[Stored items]
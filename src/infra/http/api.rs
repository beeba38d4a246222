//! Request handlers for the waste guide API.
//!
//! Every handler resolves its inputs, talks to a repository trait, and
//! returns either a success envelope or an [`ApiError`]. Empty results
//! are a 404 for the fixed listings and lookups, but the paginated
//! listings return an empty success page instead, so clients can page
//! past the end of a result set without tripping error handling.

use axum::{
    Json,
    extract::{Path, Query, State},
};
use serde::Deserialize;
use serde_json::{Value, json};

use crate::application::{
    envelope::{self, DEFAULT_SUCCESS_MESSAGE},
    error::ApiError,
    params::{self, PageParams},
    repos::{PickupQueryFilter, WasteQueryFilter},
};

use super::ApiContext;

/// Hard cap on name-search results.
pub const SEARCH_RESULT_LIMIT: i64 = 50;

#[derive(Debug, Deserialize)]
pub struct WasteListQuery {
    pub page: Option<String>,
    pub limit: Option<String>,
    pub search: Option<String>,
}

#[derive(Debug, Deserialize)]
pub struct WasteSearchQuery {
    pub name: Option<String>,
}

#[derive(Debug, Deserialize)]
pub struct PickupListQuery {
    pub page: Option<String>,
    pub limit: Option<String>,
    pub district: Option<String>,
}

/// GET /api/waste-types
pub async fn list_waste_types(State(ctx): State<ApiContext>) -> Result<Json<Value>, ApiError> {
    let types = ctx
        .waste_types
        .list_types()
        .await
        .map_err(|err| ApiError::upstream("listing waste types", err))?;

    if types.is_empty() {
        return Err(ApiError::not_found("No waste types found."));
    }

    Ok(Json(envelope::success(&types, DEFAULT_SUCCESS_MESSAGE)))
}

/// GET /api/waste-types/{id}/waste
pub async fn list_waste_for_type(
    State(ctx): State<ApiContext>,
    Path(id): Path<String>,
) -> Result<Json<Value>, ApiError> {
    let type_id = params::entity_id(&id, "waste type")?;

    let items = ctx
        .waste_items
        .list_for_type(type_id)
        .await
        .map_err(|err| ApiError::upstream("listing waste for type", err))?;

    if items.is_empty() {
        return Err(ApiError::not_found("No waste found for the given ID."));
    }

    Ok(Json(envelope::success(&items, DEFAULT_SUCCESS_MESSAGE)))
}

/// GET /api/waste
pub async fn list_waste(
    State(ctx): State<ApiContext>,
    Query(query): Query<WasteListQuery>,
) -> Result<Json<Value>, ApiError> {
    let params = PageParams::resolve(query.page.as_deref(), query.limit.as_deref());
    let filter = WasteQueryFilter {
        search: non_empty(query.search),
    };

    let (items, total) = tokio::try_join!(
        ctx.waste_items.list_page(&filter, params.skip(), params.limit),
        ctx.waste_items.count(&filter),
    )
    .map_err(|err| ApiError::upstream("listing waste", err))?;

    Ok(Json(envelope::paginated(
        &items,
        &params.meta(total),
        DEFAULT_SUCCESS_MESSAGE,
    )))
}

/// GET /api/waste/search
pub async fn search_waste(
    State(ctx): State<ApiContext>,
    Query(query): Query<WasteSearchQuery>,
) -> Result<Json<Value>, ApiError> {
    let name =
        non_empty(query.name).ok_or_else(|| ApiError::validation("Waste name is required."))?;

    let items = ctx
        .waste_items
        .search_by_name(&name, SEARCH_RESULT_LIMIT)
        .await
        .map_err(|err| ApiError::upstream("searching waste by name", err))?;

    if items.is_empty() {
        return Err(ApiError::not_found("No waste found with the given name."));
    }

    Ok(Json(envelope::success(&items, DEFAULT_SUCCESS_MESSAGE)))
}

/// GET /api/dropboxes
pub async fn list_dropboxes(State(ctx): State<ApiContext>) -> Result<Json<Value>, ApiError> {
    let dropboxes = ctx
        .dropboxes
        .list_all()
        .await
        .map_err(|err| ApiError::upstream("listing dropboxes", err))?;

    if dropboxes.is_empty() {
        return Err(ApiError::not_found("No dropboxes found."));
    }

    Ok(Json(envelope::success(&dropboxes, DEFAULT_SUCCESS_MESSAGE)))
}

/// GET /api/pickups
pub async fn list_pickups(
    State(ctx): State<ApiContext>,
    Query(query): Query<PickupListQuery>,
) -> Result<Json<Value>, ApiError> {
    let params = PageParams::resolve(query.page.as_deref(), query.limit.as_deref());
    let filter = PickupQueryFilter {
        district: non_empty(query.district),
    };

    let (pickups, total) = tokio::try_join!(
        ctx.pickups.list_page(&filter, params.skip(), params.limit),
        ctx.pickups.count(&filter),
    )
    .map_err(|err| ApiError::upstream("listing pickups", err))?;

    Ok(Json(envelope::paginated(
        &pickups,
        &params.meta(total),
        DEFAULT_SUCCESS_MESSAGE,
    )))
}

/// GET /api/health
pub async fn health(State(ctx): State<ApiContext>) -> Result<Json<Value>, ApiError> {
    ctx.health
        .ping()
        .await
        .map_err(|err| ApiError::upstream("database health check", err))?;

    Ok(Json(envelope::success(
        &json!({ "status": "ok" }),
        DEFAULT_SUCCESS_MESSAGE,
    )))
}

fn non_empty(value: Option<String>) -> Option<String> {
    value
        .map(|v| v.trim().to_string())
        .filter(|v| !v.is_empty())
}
* * *
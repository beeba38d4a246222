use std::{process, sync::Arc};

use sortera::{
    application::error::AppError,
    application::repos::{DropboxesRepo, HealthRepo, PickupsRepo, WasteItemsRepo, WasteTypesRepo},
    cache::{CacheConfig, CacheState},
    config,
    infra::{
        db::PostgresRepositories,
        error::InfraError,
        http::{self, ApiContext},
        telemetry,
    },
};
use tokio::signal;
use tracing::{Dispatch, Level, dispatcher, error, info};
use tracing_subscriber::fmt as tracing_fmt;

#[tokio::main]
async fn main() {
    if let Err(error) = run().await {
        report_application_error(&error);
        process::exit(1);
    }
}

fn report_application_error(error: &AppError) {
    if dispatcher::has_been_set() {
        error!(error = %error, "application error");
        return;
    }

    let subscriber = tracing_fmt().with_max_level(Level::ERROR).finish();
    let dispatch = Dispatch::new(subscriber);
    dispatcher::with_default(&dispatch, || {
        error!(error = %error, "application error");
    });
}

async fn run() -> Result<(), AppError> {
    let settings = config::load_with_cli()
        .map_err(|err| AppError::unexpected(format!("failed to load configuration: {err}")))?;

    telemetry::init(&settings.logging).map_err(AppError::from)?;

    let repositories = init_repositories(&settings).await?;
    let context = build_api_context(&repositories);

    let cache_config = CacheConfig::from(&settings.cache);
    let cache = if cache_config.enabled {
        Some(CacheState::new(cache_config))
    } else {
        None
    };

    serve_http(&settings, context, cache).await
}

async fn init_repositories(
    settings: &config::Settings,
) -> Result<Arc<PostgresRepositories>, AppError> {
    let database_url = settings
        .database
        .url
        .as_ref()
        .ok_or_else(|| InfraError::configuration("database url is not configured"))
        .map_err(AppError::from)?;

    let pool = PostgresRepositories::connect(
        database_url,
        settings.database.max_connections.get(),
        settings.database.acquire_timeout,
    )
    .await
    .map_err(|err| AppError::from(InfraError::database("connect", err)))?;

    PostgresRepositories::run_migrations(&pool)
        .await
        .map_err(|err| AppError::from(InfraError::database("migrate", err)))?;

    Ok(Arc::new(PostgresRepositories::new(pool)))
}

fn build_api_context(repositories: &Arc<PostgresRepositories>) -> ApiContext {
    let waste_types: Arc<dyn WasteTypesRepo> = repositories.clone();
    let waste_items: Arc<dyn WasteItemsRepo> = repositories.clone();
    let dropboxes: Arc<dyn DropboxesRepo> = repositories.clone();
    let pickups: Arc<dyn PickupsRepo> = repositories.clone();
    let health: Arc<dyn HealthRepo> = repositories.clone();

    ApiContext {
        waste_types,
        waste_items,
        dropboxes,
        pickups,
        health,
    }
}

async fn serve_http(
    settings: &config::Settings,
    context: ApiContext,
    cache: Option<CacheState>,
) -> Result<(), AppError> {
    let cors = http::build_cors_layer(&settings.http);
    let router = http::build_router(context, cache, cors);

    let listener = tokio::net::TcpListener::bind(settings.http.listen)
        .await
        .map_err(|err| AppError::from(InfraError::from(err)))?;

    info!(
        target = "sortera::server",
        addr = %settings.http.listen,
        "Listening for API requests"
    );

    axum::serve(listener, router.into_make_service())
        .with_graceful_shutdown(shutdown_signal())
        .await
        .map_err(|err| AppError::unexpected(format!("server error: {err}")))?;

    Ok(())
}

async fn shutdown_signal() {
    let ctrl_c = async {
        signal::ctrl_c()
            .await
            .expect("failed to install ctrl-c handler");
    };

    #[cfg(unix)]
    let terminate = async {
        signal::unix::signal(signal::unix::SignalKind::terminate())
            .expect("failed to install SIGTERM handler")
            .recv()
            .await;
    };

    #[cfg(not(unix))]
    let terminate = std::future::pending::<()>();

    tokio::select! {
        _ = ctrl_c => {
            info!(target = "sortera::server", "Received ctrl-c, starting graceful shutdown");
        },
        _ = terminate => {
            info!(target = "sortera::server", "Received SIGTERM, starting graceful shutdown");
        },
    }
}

(TASK PROMPT):
Where a line above includes "target", copy that line.

(YOUR RESPONSE):
        target = "sortera::server",
            info!(target = "sortera::server", "Received ctrl-c, starting graceful shutdown");
            info!(target = "sortera::server", "Received SIGTERM, starting graceful shutdown");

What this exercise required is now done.